The foregoing summaries of the separation agreements with Mr. Dunston and Mr. Campbell do not purport to be complete and are qualified in its entirety by reference to the text of the agreements, which are filed herewith as Exhibits 10.1 and 10.2, respectively, and incorporated herein by reference.

ITEM 5.03 AMENDMENTS TO ARTICLES OF INCORPORATION OR BYLAWS; CHANGE IN FISCAL YEAR.

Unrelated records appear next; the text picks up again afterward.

use crate::canonical::Canonicalizer;
use crate::dates::{normalize_date, normalize_time, sort_instant};
use crate::keys::{MatchKey, TeamKeyIndex};
use crate::types::MatchRecord;
use std::collections::HashMap;
use tracing::debug;

/// Match Registry - Deduplicates fixtures across fetches
///
/// Every canonical record is stored once, and every natural key it has
/// produced points at its id. A key keeps its first owner for the lifetime of
/// the registry, so the result does not depend on which duplicate arrives
/// last.
#[derive(Debug)]
pub struct MatchRegistry {
    /// Canonical records in first-seen order
    records: Vec<MatchRecord>,

    /// Map from canonical id to position in `records`
    index_by_id: HashMap<String, usize>,

    /// Map from natural key to the canonical id that registered it first
    key_owner: HashMap<MatchKey, String>,

    /// Team keys known to this merge
    team_keys: TeamKeyIndex,
}

impl MatchRegistry {
    /// Create an empty registry keyed with the given team index
    pub fn new(team_keys: TeamKeyIndex) -> Self {
        Self { records: Vec::new(), index_by_id: HashMap::new(), key_owner: HashMap::new(), team_keys }
    }

    /// Insert a record, or fold it into the canonical record it duplicates.
    ///
    /// Returns the canonical id the record ended up under.
    pub fn upsert(&mut self, candidate: MatchRecord) -> String {
        let keys = self.team_keys.keys_for(&candidate);
        let hit = keys.iter().find_map(|key| self.key_owner.get(key)).cloned();

        let id = match hit {
            Some(id) => {
                let position = self.index_by_id[&id];
                let merged = self.merge_into(&self.records[position], &candidate);
                debug!("Merged {} into {} ({} vs {})", candidate.id, id, candidate.home, candidate.away);
                self.records[position] = merged;
                id
            }
            None => self.insert_new(candidate),
        };

        for key in keys {
            self.key_owner.entry(key).or_insert_with(|| id.clone());
        }
        id
    }

    fn insert_new(&mut self, mut candidate: MatchRecord) -> String {
        if candidate.id.is_empty() {
            candidate.id = self.next_synthetic_id();
        }
        candidate.enforce_score_pair();
        let id = candidate.id.clone();

        match self.index_by_id.get(&id) {
            // Same source id under new keys: the game was rescheduled
            Some(&position) => {
                let previous = &self.records[position];
                if !candidate.has_score() {
                    candidate.set_score(previous.score());
                }
                if !candidate.has_venue() {
                    candidate.venue = previous.venue.clone();
                }
                debug!("Rescheduled {} to {} {}", id, candidate.date, candidate.time);
                self.records[position] = candidate;
            }
            None => {
                self.index_by_id.insert(id.clone(), self.records.len());
                self.records.push(candidate);
            }
        }
        id
    }

    fn next_synthetic_id(&self) -> String {
        let mut n = self.records.len() + 1;
        loop {
            let id = format!("M{n}");
            if !self.index_by_id.contains_key(&id) {
                return id;
            }
            n += 1;
        }
    }

    /// Look up a canonical record by id
    pub fn get(&self, id: &str) -> Option<&MatchRecord> {
        self.index_by_id.get(id).map(|&position| &self.records[position])
    }

    pub fn len(&self) -> usize {
        self.records.len()
    }

    pub fn is_empty(&self) -> bool {
        self.records.is_empty()
    }

    /// Combine a duplicate into its canonical record, keeping the most complete data
    fn merge_into(&self, base: &MatchRecord, candidate: &MatchRecord) -> MatchRecord {
        let mut out = base.clone();
        let base_quality = base.quality();

        if candidate.has_score() {
            // The score is oriented by the candidate's home/away order
            if self.is_reversed(&out, candidate) {
                std::mem::swap(&mut out.home, &mut out.away);
            }
            out.set_score(candidate.score());
        }
        out.enforce_score_pair();

        if candidate.has_venue() && !out.has_venue() {
            out.venue = candidate.venue.clone();
        }

        if !candidate.date.trim().is_empty() && out.date.trim().is_empty() {
            out.date = candidate.date.clone();
        }

        if candidate.has_known_time() && !out.has_known_time() {
            out.time = candidate.time.trim().to_string();
        }

        if out.has_blank_round() && !candidate.has_blank_round() {
            out.round = candidate.round.clone();
        }

        // A richer row replaces the display names of a sparser one. Ranked
        // against the base as stored, before any field above was copied in.
        if candidate.quality() > base_quality {
            out.home = candidate.home.clone();
            out.away = candidate.away.clone();
            if !candidate.has_blank_round() {
                out.round = candidate.round.clone();
            }
            if !candidate.date.trim().is_empty() {
                out.date = candidate.date.clone();
            }
            if candidate.has_known_time() {
                out.time = candidate.time.trim().to_string();
            }
        }

        for (key, value) in &candidate.extra {
            out.extra.entry(key.clone()).or_insert_with(|| value.clone());
        }

        out
    }

    /// True when both rows name the same two teams in opposite home/away order
    fn is_reversed(&self, base: &MatchRecord, candidate: &MatchRecord) -> bool {
        let base_home = self.team_keys.team_key(&base.home);
        let base_away = self.team_keys.team_key(&base.away);
        let home = self.team_keys.team_key(&candidate.home);
        let away = self.team_keys.team_key(&candidate.away);
        home != away && home == base_away && away == base_home
    }

    /// Canonical records ordered by kick-off, unparseable instants first
    pub fn into_sorted(self) -> Vec<MatchRecord> {
        let mut records = self.records;
        records.sort_by_key(|record| sort_instant(&record.date, &record.time));
        records
    }
}

/// Merge freshly parsed fixtures into a stored dataset.
///
/// Stored records are upserted first so nothing already persisted is lost
/// when a later fetch omits a field. Incoming records inherit score and venue
/// from a stored record with the same id before they are upserted.
pub fn merge_matches(existing: &[MatchRecord], incoming: &[MatchRecord]) -> Vec<MatchRecord> {
    merge_matches_with(Canonicalizer::default(), existing, incoming)
}

/// [`merge_matches`] with a custom name vocabulary
pub fn merge_matches_with(
    canonicalizer: Canonicalizer,
    existing: &[MatchRecord],
    incoming: &[MatchRecord],
) -> Vec<MatchRecord> {
    let team_keys = TeamKeyIndex::from_records(canonicalizer, existing.iter().chain(incoming));
    let mut registry = MatchRegistry::new(team_keys);

    for record in existing {
        let mut record = record.clone();
        let date = normalize_date(&record.date);
        if !date.is_empty() {
            record.date = date;
        }
        let time = normalize_time(&record.time);
        if !time.is_empty() {
            record.time = time;
        }
        registry.upsert(record);
    }

    for record in incoming {
        let mut record = record.clone();
        record.date = normalize_date(&record.date);
        record.time = normalize_time(&record.time);
        if let Some(previous) = registry.get(&record.id) {
            if record.hs.is_none() {
                record.hs = previous.hs;
            }
            if record.away_score.is_none() {
                record.away_score = previous.away_score;
            }
            if !record.has_venue() {
                record.venue = previous.venue.clone();
            }
        }
        record.enforce_score_pair();
        registry.upsert(record);
    }

    debug!(
        "Merged {} stored and {} incoming fixtures into {}",
        existing.len(),
        incoming.len(),
        registry.len()
    );
    registry.into_sorted()
}

#[cfg(test)]
mod tests {
    use super::*;
    use serde_json::json;

    fn record(value: serde_json::Value) -> MatchRecord {
        MatchRecord::from_value(&value).unwrap()
    }

    #[test]
    fn test_richer_candidate_wins() {
        let base = record(json!({
            "id": "100", "date": "2026-01-16", "time": "00:00",
            "home": "הפועל גליל עליון", "away": "מכבי עכו", "hs": null, "as": null
        }));
        let candidate = record(json!({
            "id": "200", "date": "2026-01-16", "time": "10:30",
            "home": "גליל עליון", "away": "עכו", "venue": "אולם עירוני", "hs": 2, "as": 1
        }));

        let merged = merge_matches(&[base], &[candidate]);

        assert_eq!(merged.len(), 1);
        let game = &merged[0];
        assert_eq!(game.id, "100");
        assert_eq!(game.time, "10:30");
        assert_eq!(game.score(), Some((2, 1)));
        assert_eq!(game.venue, "אולם עירוני");
        assert_eq!(game.home, "גליל עליון");
        assert_eq!(game.away, "עכו");
    }

    #[test]
    fn test_duplicate_in_batch_collapses() {
        let unscored = record(json!({
            "id": "a", "date": "2026-02-01", "time": "20:00", "home": "עכו", "away": "גליל עליון"
        }));
        let scored = record(json!({
            "id": "b", "date": "2026-02-01", "time": "20:00", "home": "גליל עליון", "away": "עכו",
            "hs": 3, "as": 0
        }));

        let merged = merge_matches(&[], &[unscored, scored]);

        assert_eq!(merged.len(), 1);
        assert_eq!(merged[0].id, "a");
        assert_eq!(merged[0].score(), Some((3, 0)));
        // Names follow the orientation of the row that supplied the score
        assert_eq!(merged[0].home, "גליל עליון");
        assert_eq!(merged[0].away, "עכו");
    }

    #[test]
    fn test_existing_score_never_regresses() {
        let stored = record(json!({
            "id": "a", "date": "2026-02-01", "time": "20:00", "home": "עכו", "away": "גליל עליון",
            "venue": "אולם", "hs": 3, "as": 2
        }));
        let refetched = record(json!({
            "id": "a", "date": "2026-02-01", "time": "20:00", "home": "עכו", "away": "גליל עליון"
        }));

        let merged = merge_matches(&[stored], &[refetched]);

        assert_eq!(merged.len(), 1);
        assert_eq!(merged[0].score(), Some((3, 2)));
        assert_eq!(merged[0].venue, "אולם");
    }

    #[test]
    fn test_first_registrant_keeps_key() {
        let team_keys = TeamKeyIndex::default();
        let mut registry = MatchRegistry::new(team_keys);

        let first = registry.upsert(record(json!({
            "id": "first", "round": "מחזור 3", "date": "2026-02-01", "home": "עכו", "away": "גליל עליון"
        })));
        let second = registry.upsert(record(json!({
            "id": "second", "round": "מחזור 3", "date": "2026-02-08", "home": "עכו", "away": "גליל עליון"
        })));

        // Round key hit: both land on the first record
        assert_eq!(first, "first");
        assert_eq!(second, "first");
        assert_eq!(registry.len(), 1);
        assert_eq!(registry.get("first").unwrap().date, "2026-02-01");
    }

    #[test]
    fn test_synthetic_ids_are_unique() {
        let mut registry = MatchRegistry::new(TeamKeyIndex::default());

        registry.upsert(record(json!({"id": "M2", "date": "2026-01-01", "home": "א", "away": "ב"})));
        let synthetic = registry.upsert(record(json!({"date": "2026-01-02", "home": "ג", "away": "ד"})));

        assert_eq!(synthetic, "M3");
        assert_eq!(registry.len(), 2);
    }

    #[test]
    fn test_rescheduled_game_keeps_single_id() {
        let stored = record(json!({
            "id": "g1", "date": "2026-03-01", "time": "19:00", "home": "א", "away": "ב", "venue": "אולם"
        }));
        let moved = record(json!({
            "id": "g1", "date": "2026-03-05", "time": "20:30", "home": "א", "away": "ב"
        }));

        let merged = merge_matches(&[stored], &[moved]);

        assert_eq!(merged.len(), 1);
        assert_eq!(merged[0].date, "2026-03-05");
        assert_eq!(merged[0].time, "20:30");
        assert_eq!(merged[0].venue, "אולם");
    }

    #[test]
    fn test_output_sorted_with_unparseable_first() {
        let later = record(json!({"id": "b", "date": "2026-02-01", "time": "20:00", "home": "א", "away": "ב"}));
        let earlier = record(json!({"id": "a", "date": "15/01/2026", "time": "18:00", "home": "ג", "away": "ד"}));
        let undated = record(json!({"id": "c", "round": "מחזור 9", "home": "ה", "away": "ו"}));

        let merged = merge_matches(&[later, earlier, undated], &[]);
        let ids: Vec<&str> = merged.iter().map(|m| m.id.as_str()).collect();

        assert_eq!(ids, vec!["c", "a", "b"]);
        assert_eq!(merged[1].date, "2026-01-15");
    }
}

On July 13, 2020, the Board of Directors of the Company approved an amendment to Article II, Section 2 of the Company's Bylaws. The amendment will decrease the number of directors of the Company from seven to six. The full text of the Bylaws of the Company, marked to show the change, is attached as Exhibit 3.1 to this report and is incorporated in response to this Item by reference thereto.

ITEM 8.01 OTHER EVENTS.

On July 14, 2020, the Company issued a press release concerning the matters disclosed in Item 5.02 above. A copy of the press release is filed herewith as Exhibit 99.1 and incorporated herein by reference.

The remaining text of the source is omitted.